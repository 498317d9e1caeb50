/// Monitor definition table
pub mod table;
/// Instance identity label registrations
pub mod identity;

pub use identity::{IdentityLabels, InstanceIdentityLabelSet};
pub use table::{DefinitionTable, MonitorDefinition, NodeId};
//! Label conditions used to pick among candidate parents
//!
//! A condition is a rule `label operator value -> parent id`. Operators come
//! from a fixed whitelist; names outside it are rejected when the condition is
//! built, so evaluating a condition can never fail.

use crate::error::ResolutionError;
use crate::events::Labels;
use serde::{Deserialize, Serialize};
use std::fmt;
use std::str::FromStr;

/// Comparison operator of a condition
///
/// Both operands are compared as strings.
#[derive(Debug, Clone, Copy, Serialize, Deserialize, PartialEq, Eq, Hash)]
#[serde(try_from = "String", into = "String")]
pub enum Operator {
    Equal,
    NotEqual,
    LessThan,
    LessOrEqual,
    GreaterThan,
    GreaterOrEqual,
    Contains,
    StartsWith,
    EndsWith,
}

impl Operator {
    /// All supported operators
    pub const ALL: [Operator; 9] = [
        Operator::Equal,
        Operator::NotEqual,
        Operator::LessThan,
        Operator::LessOrEqual,
        Operator::GreaterThan,
        Operator::GreaterOrEqual,
        Operator::Contains,
        Operator::StartsWith,
        Operator::EndsWith,
    ];

    /// Canonical name used in configuration
    pub fn as_str(&self) -> &'static str {
        match self {
            Operator::Equal => "==",
            Operator::NotEqual => "!=",
            Operator::LessThan => "<",
            Operator::LessOrEqual => "<=",
            Operator::GreaterThan => ">",
            Operator::GreaterOrEqual => ">=",
            Operator::Contains => "contains",
            Operator::StartsWith => "starts_with",
            Operator::EndsWith => "ends_with",
        }
    }

    /// Apply the operator as `actual <op> expected`
    pub fn compare(&self, actual: &str, expected: &str) -> bool {
        match self {
            Operator::Equal => actual == expected,
            Operator::NotEqual => actual != expected,
            Operator::LessThan => actual < expected,
            Operator::LessOrEqual => actual <= expected,
            Operator::GreaterThan => actual > expected,
            Operator::GreaterOrEqual => actual >= expected,
            Operator::Contains => actual.contains(expected),
            Operator::StartsWith => actual.starts_with(expected),
            Operator::EndsWith => actual.ends_with(expected),
        }
    }
}

impl FromStr for Operator {
    type Err = ResolutionError;

    fn from_str(name: &str) -> Result<Self, Self::Err> {
        let operator = match name.trim() {
            "==" => Operator::Equal,
            "!=" => Operator::NotEqual,
            "<" => Operator::LessThan,
            "<=" => Operator::LessOrEqual,
            ">" => Operator::GreaterThan,
            ">=" => Operator::GreaterOrEqual,
            "contains" | "include?" => Operator::Contains,
            "starts_with" | "start_with?" => Operator::StartsWith,
            "ends_with" | "end_with?" => Operator::EndsWith,
            other => return Err(ResolutionError::UnsupportedOperator(other.to_string())),
        };
        Ok(operator)
    }
}

impl TryFrom<String> for Operator {
    type Error = ResolutionError;

    fn try_from(name: String) -> Result<Self, Self::Error> {
        name.parse()
    }
}

impl From<Operator> for String {
    fn from(operator: Operator) -> Self {
        operator.as_str().to_string()
    }
}

impl fmt::Display for Operator {
    fn fmt(&self, f: &mut fmt::Formatter<'_>) -> fmt::Result {
        f.write_str(self.as_str())
    }
}

/// A single `label operator value -> parent` rule
#[derive(Debug, Clone, Serialize, Deserialize, PartialEq, Eq)]
pub struct Condition {
    /// Label looked up on the instance
    pub key: String,
    /// Comparison applied to the label value
    pub operator: Operator,
    /// Value the label is compared against
    pub value: String,
    /// Parent selected when the condition holds
    pub parent_id: String,
}

impl Condition {
    /// Build a condition from an operator name
    ///
    /// # Errors
    ///
    /// Returns `ResolutionError::UnsupportedOperator` if `operator` is not in
    /// the supported set.
    pub fn parse(
        key: impl Into<String>,
        operator: &str,
        value: impl Into<String>,
        parent_id: impl Into<String>,
    ) -> Result<Self, ResolutionError> {
        Ok(Self {
            key: key.into(),
            operator: operator.parse()?,
            value: value.into(),
            parent_id: parent_id.into(),
        })
    }

    /// Evaluate the condition against an instance's labels
    ///
    /// A missing label compares as the empty string.
    pub fn evaluate(&self, labels: &Labels) -> bool {
        let actual = labels.get(&self.key).map(String::as_str).unwrap_or("");
        self.operator.compare(actual, &self.value)
    }
}

#[cfg(test)]
mod tests {
    use super::*;

    fn label_set(pairs: &[(&str, &str)]) -> Labels {
        pairs
            .iter()
            .map(|(k, v)| (k.to_string(), v.to_string()))
            .collect()
    }

    #[test]
    fn test_operator_names_round_trip() {
        for operator in Operator::ALL {
            assert_eq!(operator.as_str().parse::<Operator>().unwrap(), operator);
        }
    }

    #[test]
    fn test_operator_aliases() {
        assert_eq!("include?".parse::<Operator>().unwrap(), Operator::Contains);
        assert_eq!(
            "start_with?".parse::<Operator>().unwrap(),
            Operator::StartsWith
        );
        assert_eq!("end_with?".parse::<Operator>().unwrap(), Operator::EndsWith);
    }

    #[test]
    fn test_unsupported_operator_rejected() {
        let result = "=~".parse::<Operator>();
        assert_eq!(
            result,
            Err(ResolutionError::UnsupportedOperator("=~".to_string()))
        );

        let result = Condition::parse("namespace", "send", "ns1", "node-agg");
        assert!(matches!(
            result,
            Err(ResolutionError::UnsupportedOperator(name)) if name == "send"
        ));
    }

    #[test]
    fn test_equality_operators() {
        let labels = label_set(&[("namespace", "kube-system")]);

        let eq = Condition::parse("namespace", "==", "kube-system", "p").unwrap();
        let ne = Condition::parse("namespace", "!=", "kube-system", "p").unwrap();

        assert!(eq.evaluate(&labels));
        assert!(!ne.evaluate(&labels));
    }

    #[test]
    fn test_substring_operators() {
        let labels = label_set(&[("node", "aks-nodepool1-1234")]);

        assert!(Condition::parse("node", "contains", "nodepool1", "p")
            .unwrap()
            .evaluate(&labels));
        assert!(Condition::parse("node", "starts_with", "aks-", "p")
            .unwrap()
            .evaluate(&labels));
        assert!(Condition::parse("node", "ends_with", "1234", "p")
            .unwrap()
            .evaluate(&labels));
        assert!(!Condition::parse("node", "ends_with", "aks", "p")
            .unwrap()
            .evaluate(&labels));
    }

    #[test]
    fn test_ordering_operators_are_lexicographic() {
        let labels = label_set(&[("tier", "b")]);

        assert!(Condition::parse("tier", "<", "c", "p")
            .unwrap()
            .evaluate(&labels));
        assert!(Condition::parse("tier", "<=", "b", "p")
            .unwrap()
            .evaluate(&labels));
        assert!(Condition::parse("tier", ">", "a", "p")
            .unwrap()
            .evaluate(&labels));
        assert!(!Condition::parse("tier", ">=", "c", "p")
            .unwrap()
            .evaluate(&labels));

        // "10" sorts before "9" as a string
        let labels = label_set(&[("count", "10")]);
        assert!(Condition::parse("count", "<", "9", "p")
            .unwrap()
            .evaluate(&labels));
    }

    #[test]
    fn test_missing_label_is_empty_string() {
        let labels = Labels::new();

        assert!(Condition::parse("role", "==", "", "p")
            .unwrap()
            .evaluate(&labels));
        assert!(Condition::parse("role", "!=", "master", "p")
            .unwrap()
            .evaluate(&labels));
        assert!(!Condition::parse("role", "==", "master", "p")
            .unwrap()
            .evaluate(&labels));
    }

    #[test]
    fn test_condition_deserialization_validates_operator() {
        let ok: Condition = serde_json::from_str(
            r#"{"key": "namespace", "operator": "==", "value": "ns1", "parent_id": "node-agg"}"#,
        )
        .unwrap();
        assert_eq!(ok.operator, Operator::Equal);

        let bad: Result<Condition, _> = serde_json::from_str(
            r#"{"key": "namespace", "operator": "matches", "value": "ns1", "parent_id": "node-agg"}"#,
        );
        assert!(bad.is_err());
    }
}
//! Engine configuration.

/// Options recognized by [`Engine`](crate::engine::Engine).
#[derive(Debug, Clone)]
pub struct EngineConfig {
    /// When true, a cell that re-enters `Pending` after having settled
    /// `Ready` keeps exposing its previous result through views until the
    /// new one lands (stale-while-revalidate). When false, views report no
    /// result while pending.
    ///
    /// This is the engine-wide default; individual views may override it.
    pub show_last_result_while_recomputing: bool,

    /// Upper bound on concurrently running recomputations.
    /// `None` means unbounded.
    pub max_concurrent_recomputations: Option<usize>,
}

impl EngineConfig {
    pub fn new() -> Self {
        Self::default()
    }

    pub fn show_last_result_while_recomputing(mut self, enabled: bool) -> Self {
        self.show_last_result_while_recomputing = enabled;
        self
    }

    pub fn max_concurrent_recomputations(mut self, limit: usize) -> Self {
        self.max_concurrent_recomputations = Some(limit);
        self
    }
}

impl Default for EngineConfig {
    fn default() -> Self {
        Self {
            show_last_result_while_recomputing: false,
            max_concurrent_recomputations: None,
        }
    }
}
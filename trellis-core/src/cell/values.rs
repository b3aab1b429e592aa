//! Resolved dependency values handed to compute functions.

use std::any::Any;
use std::sync::Arc;

use indexmap::IndexMap;

use crate::cell::handle::{CellHandle, CellId};
use crate::error::DepAccessError;

pub(crate) type ArcAny = Arc<dyn Any + Send + Sync>;

/// The settled values of a computation's dependencies, in declaration order.
///
/// Passed to the compute function once every declared dependency is `Ready`.
/// Values are shared (`Arc`), so taking one out never copies the underlying
/// data.
#[derive(Default, Clone)]
pub struct DepValues {
    values: IndexMap<CellId, ArcAny>,
}

impl std::fmt::Debug for DepValues {
    fn fmt(&self, f: &mut std::fmt::Formatter<'_>) -> std::fmt::Result {
        f.debug_set().entries(self.values.keys()).finish()
    }
}

impl DepValues {
    pub(crate) fn new() -> Self {
        Self {
            values: IndexMap::new(),
        }
    }

    pub(crate) fn insert(&mut self, id: CellId, value: ArcAny) {
        self.values.insert(id, value);
    }

    /// Look up the resolved value of a dependency by its handle.
    pub fn get<T>(&self, handle: CellHandle<T>) -> Result<Arc<T>, DepAccessError>
    where
        T: Send + Sync + 'static,
    {
        let value = self
            .values
            .get(&handle.id)
            .ok_or(DepAccessError::NotADependency(handle.id))?;
        value
            .clone()
            .downcast::<T>()
            .map_err(|_| DepAccessError::TypeMismatch(handle.id))
    }

    /// Number of resolved dependencies.
    pub fn len(&self) -> usize {
        self.values.len()
    }

    pub fn is_empty(&self) -> bool {
        self.values.is_empty()
    }
}
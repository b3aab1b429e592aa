//! Dependency graph.
//!
//! Tracks, for every cell, the set of cells it declared as dependencies on
//! its last recomputation attempt, together with the reverse edges used to
//! propagate invalidation. The edge set for a cell is fully replaced on
//! every attempt: conditional logic inside a dependency function may declare
//! different cells on different runs.
//!
//! The graph is owned by the scheduler actor, so no internal locking is
//! needed; all mutation is serialized through the actor's command queue.

use std::collections::{HashMap, HashSet, VecDeque};

use indexmap::IndexSet;

use crate::cell::CellId;
use crate::error::CellError;

#[derive(Debug, Default)]
pub struct DependencyGraph {
    /// Forward edges: cell -> cells it reads.
    deps: HashMap<CellId, IndexSet<CellId>>,
    /// Reverse edges: cell -> cells that read it.
    dependents: HashMap<CellId, IndexSet<CellId>>,
    /// Cells currently between `begin_evaluation` and `end_evaluation`.
    in_progress: HashSet<CellId>,
}

impl DependencyGraph {
    pub fn new() -> Self {
        Self::default()
    }

    /// Mark a cell as evaluating. Re-entrant evaluation of the same cell is
    /// a cycle and fails immediately instead of recursing.
    pub fn begin_evaluation(&mut self, id: CellId) -> Result<(), CellError> {
        if !self.in_progress.insert(id) {
            return Err(CellError::CyclicDependency { path: vec![id, id] });
        }
        Ok(())
    }

    /// Mark a cell's evaluation as finished.
    pub fn end_evaluation(&mut self, id: CellId) {
        self.in_progress.remove(&id);
    }

    /// Replace a cell's declared dependency set, subscribing it to new
    /// dependencies and unsubscribing it from ones no longer declared.
    pub fn replace_edges(&mut self, id: CellId, new_deps: &[CellId]) {
        let next: IndexSet<CellId> = new_deps.iter().copied().collect();
        let previous = self.deps.insert(id, next.clone()).unwrap_or_default();

        for removed in previous.difference(&next) {
            if let Some(back) = self.dependents.get_mut(removed) {
                back.shift_remove(&id);
            }
        }
        for added in next.difference(&previous) {
            self.dependents.entry(*added).or_default().insert(id);
        }
    }

    /// The cells `id` declared as dependencies on its last attempt.
    pub fn dependencies(&self, id: CellId) -> impl Iterator<Item = CellId> + '_ {
        self.deps.get(&id).into_iter().flatten().copied()
    }

    /// The cells whose last attempt declared `id` as a dependency.
    pub fn dependents(&self, id: CellId) -> impl Iterator<Item = CellId> + '_ {
        self.dependents.get(&id).into_iter().flatten().copied()
    }

    /// Collect the cell and every transitive dependent, breadth-first over
    /// reverse edges, each cell at most once. The source comes first, so
    /// processing the result in order recomputes upstream before downstream.
    pub fn propagate_invalidation(&self, id: CellId) -> Vec<CellId> {
        let mut order = Vec::new();
        let mut seen = HashSet::new();
        let mut queue = VecDeque::new();

        queue.push_back(id);
        seen.insert(id);

        while let Some(current) = queue.pop_front() {
            order.push(current);
            for dependent in self.dependents(current) {
                if seen.insert(dependent) {
                    queue.push_back(dependent);
                }
            }
        }

        order
    }

    /// Search for a dependency cycle containing `start`, following forward
    /// edges. Returns the cycle path (`start .. start`) if one exists.
    pub fn find_cycle(&self, start: CellId) -> Option<Vec<CellId>> {
        let mut path = vec![start];
        let mut visited = HashSet::new();
        visited.insert(start);
        self.search_back_to(start, start, &mut path, &mut visited)
    }

    fn search_back_to(
        &self,
        current: CellId,
        target: CellId,
        path: &mut Vec<CellId>,
        visited: &mut HashSet<CellId>,
    ) -> Option<Vec<CellId>> {
        for next in self.dependencies(current) {
            if next == target {
                let mut cycle = path.clone();
                cycle.push(target);
                return Some(cycle);
            }
            if visited.insert(next) {
                path.push(next);
                if let Some(cycle) = self.search_back_to(next, target, path, visited) {
                    return Some(cycle);
                }
                path.pop();
            }
        }
        None
    }

}
//! Trellis Core
//!
//! A derived-async-value engine: declare values computed from asynchronous
//! sources, and the engine re-invokes them when their dependencies change,
//! deduplicates concurrent invocations, and exposes explicit
//! pending/ready/error state to consumers.
//!
//! # Concepts
//!
//! ## Cells
//!
//! A cell is a named, memoized asynchronous computation with a declared
//! dependency list. Nothing runs until the cell is first read; after that,
//! invalidating the cell (or any of its transitive dependencies) schedules
//! a recomputation.
//!
//! ## Generations
//!
//! Each recomputation start increments the cell's generation. A result that
//! settles after its run has been superseded is discarded, never applied,
//! so the observed state always reflects the latest inputs even under
//! races.
//!
//! ## Views
//!
//! Consumers read cells through snapshots or [`CellView`]s, which expose
//! pending/result/error and optionally keep showing the last good value
//! while a refresh is in flight (stale-while-revalidate). Groups of cells
//! compose into a single pending/ready/failed state via
//! [`Engine::await_all`].
//!
//! # Example
//!
//! ```rust,ignore
//! use trellis_core::{DepValues, Engine};
//!
//! let engine = Engine::new();
//!
//! let mutations = engine.declare("mutations", || vec![], |_| async {
//!     Ok(client.fetch_mutations().await?)
//! });
//!
//! let filtered = engine.declare(
//!     "filtered-mutations",
//!     move || vec![mutations.into()],
//!     move |deps: DepValues| async move {
//!         let all = deps.get(mutations)?;
//!         Ok(all.iter().filter(|m| m.is_somatic()).cloned().collect::<Vec<_>>())
//!     },
//! );
//!
//! // Non-blocking read drives rendering; settled() awaits the value.
//! let snapshot = engine.settled(&filtered).await;
//! ```

pub mod cell;
pub mod config;
pub mod engine;
pub mod error;
pub mod graph;

pub use cell::{CellHandle, CellId, CellRef, CellSnapshot, CellView, CompositeState, DepValues, Phase};
pub use config::EngineConfig;
pub use engine::Engine;
pub use error::{BoxError, CellError, DepAccessError};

####################

## Work instructions
Above are the entries; repeat their lines exactly, from the first through the one that contains "the condition is".

## Solution for this task
repository 498317d9e1caeb50
/// Monitor definition table
pub mod table;
/// Instance identity label registrations
pub mod identity;

pub use identity::{IdentityLabels, InstanceIdentityLabelSet};
pub use table::{DefinitionTable, MonitorDefinition, NodeId};
//! Label conditions used to pick among candidate parents
//!
//! A condition is a rule `label operator value -> parent id`. Operators come
//! from a fixed whitelist; names outside it are rejected when the condition is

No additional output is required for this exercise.